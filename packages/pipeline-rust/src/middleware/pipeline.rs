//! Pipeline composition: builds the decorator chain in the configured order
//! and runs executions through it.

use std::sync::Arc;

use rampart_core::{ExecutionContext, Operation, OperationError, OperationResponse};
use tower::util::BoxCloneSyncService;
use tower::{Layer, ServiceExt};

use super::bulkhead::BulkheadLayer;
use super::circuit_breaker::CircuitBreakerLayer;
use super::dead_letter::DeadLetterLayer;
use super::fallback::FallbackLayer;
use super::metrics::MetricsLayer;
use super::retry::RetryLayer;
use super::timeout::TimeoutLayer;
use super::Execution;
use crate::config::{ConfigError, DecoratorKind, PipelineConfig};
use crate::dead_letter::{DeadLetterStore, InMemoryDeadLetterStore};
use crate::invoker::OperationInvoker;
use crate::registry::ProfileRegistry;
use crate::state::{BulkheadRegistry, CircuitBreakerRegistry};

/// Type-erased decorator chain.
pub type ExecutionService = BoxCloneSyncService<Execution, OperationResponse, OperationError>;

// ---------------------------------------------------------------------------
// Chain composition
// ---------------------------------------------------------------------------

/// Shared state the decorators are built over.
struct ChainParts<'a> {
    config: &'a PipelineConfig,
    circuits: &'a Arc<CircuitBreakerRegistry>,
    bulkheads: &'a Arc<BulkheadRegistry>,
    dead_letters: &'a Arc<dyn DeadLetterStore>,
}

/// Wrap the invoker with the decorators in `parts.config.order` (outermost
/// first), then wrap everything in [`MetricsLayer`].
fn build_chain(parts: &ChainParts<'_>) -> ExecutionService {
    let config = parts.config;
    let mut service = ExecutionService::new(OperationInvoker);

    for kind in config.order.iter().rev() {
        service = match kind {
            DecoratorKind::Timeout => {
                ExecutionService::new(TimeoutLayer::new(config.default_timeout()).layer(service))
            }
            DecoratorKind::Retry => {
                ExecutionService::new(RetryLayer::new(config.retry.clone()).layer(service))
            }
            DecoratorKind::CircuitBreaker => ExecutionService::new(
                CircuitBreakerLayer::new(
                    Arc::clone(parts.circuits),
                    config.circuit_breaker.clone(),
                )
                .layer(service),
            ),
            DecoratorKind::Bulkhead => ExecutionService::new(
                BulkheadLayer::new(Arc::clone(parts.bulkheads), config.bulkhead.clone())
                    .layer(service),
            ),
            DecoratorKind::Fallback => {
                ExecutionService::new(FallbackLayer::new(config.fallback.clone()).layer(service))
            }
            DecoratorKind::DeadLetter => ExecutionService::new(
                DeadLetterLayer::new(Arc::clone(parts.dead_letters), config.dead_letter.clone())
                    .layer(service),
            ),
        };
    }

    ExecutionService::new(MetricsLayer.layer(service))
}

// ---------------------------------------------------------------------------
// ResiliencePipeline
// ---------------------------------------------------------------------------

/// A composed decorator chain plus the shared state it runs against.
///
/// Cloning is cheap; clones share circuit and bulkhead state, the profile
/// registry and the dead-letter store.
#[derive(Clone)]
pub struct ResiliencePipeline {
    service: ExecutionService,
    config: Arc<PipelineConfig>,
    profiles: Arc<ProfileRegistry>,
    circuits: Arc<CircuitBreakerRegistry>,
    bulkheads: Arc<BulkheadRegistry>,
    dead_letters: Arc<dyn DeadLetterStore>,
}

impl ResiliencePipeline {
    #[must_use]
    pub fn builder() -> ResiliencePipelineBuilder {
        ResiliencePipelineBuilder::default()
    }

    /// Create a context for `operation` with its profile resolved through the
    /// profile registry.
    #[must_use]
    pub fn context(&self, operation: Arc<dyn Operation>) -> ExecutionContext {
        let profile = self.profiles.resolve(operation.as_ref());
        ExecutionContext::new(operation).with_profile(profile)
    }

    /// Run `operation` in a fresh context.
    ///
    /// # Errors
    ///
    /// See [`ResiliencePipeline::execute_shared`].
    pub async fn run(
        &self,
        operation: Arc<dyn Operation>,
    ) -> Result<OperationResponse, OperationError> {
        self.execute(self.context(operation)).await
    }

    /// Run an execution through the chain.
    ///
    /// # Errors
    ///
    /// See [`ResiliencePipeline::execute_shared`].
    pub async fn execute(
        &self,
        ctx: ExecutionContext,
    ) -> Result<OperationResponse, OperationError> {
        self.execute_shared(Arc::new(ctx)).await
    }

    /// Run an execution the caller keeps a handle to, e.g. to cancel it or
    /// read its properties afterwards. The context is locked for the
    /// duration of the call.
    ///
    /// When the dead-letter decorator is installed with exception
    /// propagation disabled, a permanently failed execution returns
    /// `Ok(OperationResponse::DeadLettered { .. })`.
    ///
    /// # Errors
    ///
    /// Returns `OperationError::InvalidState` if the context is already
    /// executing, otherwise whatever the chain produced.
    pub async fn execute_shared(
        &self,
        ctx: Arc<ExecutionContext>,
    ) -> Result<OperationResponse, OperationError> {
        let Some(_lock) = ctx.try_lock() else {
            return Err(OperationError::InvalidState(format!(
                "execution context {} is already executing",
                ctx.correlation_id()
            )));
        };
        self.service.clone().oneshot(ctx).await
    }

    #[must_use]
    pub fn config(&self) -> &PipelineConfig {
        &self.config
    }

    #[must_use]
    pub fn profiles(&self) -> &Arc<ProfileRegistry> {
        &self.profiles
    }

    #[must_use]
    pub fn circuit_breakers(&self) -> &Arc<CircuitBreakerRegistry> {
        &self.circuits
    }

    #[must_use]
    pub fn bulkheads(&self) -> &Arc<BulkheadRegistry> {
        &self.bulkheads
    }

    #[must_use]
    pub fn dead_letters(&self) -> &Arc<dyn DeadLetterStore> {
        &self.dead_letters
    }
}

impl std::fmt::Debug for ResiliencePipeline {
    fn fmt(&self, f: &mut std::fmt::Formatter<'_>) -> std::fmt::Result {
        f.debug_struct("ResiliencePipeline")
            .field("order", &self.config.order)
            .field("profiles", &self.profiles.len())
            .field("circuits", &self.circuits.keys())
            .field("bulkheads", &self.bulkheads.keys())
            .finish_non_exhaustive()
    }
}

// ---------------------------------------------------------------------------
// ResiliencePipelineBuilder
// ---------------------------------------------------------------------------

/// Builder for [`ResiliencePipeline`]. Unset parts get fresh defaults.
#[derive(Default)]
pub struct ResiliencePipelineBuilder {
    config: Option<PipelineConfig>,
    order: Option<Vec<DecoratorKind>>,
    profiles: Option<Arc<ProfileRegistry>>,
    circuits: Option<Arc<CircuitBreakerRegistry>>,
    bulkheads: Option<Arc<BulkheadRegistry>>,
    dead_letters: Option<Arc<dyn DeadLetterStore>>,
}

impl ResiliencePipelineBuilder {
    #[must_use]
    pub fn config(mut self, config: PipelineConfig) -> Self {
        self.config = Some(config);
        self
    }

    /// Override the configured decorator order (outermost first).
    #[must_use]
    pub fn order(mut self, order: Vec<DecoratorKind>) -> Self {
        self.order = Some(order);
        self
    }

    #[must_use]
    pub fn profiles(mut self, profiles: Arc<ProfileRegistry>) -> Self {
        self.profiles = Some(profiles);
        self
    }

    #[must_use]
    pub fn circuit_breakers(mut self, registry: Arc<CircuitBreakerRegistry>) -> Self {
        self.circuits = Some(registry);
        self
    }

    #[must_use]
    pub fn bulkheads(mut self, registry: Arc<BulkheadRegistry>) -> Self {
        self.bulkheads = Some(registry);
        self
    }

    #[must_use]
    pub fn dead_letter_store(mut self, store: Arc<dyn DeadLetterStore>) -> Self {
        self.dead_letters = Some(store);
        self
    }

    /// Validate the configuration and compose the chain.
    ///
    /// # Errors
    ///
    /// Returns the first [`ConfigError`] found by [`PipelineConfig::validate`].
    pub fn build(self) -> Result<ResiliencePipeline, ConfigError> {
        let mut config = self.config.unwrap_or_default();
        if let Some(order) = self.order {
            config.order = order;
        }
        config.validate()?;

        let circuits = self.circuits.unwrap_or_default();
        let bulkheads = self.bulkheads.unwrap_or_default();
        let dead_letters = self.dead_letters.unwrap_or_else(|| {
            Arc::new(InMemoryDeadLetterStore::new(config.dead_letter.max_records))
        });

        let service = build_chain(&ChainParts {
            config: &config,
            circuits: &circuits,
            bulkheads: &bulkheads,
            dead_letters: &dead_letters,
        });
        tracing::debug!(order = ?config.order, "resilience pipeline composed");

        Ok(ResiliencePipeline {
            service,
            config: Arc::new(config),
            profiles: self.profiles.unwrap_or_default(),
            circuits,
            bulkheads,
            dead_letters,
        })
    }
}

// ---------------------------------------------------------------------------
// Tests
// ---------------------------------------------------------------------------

...

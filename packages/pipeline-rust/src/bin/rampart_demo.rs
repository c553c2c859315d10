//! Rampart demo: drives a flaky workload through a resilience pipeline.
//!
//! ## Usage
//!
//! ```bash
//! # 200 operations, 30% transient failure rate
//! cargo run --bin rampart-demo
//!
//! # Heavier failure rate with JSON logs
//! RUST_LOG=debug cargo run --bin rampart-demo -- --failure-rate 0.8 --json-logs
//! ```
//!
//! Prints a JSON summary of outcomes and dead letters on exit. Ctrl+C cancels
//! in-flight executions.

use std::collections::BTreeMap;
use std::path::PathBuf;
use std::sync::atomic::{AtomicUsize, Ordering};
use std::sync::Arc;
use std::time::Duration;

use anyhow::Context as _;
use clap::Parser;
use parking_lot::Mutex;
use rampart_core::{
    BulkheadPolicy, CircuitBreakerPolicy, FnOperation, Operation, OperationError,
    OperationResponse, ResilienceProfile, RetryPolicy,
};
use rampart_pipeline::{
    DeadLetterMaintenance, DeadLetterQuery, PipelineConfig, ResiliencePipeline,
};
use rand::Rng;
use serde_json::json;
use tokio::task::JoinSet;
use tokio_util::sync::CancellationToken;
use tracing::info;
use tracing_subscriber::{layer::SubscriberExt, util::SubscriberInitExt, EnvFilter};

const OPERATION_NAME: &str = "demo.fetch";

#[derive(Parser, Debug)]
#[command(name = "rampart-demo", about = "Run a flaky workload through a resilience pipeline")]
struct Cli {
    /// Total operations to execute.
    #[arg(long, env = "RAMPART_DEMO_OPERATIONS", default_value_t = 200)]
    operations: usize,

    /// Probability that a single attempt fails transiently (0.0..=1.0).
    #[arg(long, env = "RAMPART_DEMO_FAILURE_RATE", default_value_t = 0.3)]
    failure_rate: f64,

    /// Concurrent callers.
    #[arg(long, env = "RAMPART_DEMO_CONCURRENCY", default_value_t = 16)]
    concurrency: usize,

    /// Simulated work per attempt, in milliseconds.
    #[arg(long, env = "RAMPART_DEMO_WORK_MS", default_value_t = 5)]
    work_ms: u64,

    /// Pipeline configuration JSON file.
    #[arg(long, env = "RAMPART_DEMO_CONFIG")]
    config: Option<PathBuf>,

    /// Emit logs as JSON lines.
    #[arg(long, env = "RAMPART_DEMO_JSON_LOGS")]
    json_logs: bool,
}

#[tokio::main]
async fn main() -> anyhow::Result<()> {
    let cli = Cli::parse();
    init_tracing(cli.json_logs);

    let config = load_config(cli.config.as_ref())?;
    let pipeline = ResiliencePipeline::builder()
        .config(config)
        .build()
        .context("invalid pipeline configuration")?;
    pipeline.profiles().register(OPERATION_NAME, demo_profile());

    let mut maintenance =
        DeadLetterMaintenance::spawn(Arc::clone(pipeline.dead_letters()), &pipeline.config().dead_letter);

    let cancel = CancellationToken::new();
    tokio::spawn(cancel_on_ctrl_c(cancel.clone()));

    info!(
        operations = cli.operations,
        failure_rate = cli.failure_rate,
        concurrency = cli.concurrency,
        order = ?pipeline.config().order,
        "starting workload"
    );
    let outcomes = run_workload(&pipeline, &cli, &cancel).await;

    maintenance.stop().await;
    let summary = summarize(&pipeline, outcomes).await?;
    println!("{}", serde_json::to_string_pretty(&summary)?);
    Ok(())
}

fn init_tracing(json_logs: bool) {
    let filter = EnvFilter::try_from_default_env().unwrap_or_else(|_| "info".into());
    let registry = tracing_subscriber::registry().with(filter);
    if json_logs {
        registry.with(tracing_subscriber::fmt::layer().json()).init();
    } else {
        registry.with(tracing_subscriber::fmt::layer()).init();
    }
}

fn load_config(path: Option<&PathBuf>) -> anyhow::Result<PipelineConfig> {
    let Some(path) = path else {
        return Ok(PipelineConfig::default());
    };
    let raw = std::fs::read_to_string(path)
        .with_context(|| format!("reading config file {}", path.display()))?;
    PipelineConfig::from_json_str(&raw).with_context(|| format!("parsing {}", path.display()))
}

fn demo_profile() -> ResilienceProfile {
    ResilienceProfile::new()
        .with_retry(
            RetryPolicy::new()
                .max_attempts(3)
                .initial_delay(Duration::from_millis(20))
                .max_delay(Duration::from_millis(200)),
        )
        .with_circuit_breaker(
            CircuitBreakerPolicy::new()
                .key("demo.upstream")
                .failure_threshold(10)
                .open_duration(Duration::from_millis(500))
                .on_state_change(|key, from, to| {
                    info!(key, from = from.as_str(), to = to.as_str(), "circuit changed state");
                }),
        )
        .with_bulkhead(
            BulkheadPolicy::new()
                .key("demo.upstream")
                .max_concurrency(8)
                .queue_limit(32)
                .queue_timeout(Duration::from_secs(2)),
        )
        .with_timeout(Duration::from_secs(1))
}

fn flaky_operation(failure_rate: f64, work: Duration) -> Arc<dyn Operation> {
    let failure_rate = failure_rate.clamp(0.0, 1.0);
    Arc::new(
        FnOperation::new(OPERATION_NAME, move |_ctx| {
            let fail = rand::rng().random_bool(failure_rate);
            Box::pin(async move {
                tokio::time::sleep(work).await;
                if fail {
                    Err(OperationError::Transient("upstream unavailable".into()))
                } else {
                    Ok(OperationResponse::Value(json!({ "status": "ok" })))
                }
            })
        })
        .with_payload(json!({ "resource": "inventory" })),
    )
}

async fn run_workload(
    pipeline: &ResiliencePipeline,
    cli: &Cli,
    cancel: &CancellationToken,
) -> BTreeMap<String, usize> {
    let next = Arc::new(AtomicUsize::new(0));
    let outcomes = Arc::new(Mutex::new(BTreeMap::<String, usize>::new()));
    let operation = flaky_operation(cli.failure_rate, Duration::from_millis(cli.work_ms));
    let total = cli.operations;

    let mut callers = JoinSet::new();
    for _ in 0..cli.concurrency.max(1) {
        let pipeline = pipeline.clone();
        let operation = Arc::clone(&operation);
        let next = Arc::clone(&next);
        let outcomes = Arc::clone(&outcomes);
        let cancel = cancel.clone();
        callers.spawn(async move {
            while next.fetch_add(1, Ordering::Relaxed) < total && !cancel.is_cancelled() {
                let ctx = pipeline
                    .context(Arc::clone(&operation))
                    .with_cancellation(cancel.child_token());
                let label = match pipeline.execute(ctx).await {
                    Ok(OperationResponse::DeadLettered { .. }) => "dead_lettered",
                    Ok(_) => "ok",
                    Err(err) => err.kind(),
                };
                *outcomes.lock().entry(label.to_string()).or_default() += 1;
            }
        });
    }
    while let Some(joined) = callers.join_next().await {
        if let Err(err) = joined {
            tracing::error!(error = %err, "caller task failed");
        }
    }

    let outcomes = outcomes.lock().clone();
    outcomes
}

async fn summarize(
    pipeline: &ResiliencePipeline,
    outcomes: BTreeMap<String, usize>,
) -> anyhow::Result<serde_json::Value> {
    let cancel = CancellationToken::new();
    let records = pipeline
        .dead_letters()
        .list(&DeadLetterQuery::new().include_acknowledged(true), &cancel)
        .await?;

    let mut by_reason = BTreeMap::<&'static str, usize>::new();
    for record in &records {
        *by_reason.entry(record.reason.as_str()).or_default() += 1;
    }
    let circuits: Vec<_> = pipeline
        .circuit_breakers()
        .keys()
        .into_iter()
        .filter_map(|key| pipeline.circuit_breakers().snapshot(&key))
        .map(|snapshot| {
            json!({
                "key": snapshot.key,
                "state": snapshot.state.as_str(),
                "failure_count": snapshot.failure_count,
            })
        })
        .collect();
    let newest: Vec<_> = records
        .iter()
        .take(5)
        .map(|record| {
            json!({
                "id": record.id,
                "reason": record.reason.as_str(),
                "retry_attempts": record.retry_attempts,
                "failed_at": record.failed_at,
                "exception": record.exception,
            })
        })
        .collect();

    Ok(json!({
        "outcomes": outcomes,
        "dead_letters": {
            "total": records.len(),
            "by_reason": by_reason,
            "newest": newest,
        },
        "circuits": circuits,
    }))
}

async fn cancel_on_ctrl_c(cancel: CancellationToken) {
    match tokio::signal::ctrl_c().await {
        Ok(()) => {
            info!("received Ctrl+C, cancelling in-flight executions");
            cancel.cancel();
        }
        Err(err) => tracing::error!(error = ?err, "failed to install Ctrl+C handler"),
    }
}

EXERCISE DIRECTIONS - Find the string "composed" in the material above. Then copy each line that has it.

EXERCISE ANSWER -
/// A composed decorator chain plus the shared state it runs against.
        tracing::debug!(order = ?config.order, "resilience pipeline composed");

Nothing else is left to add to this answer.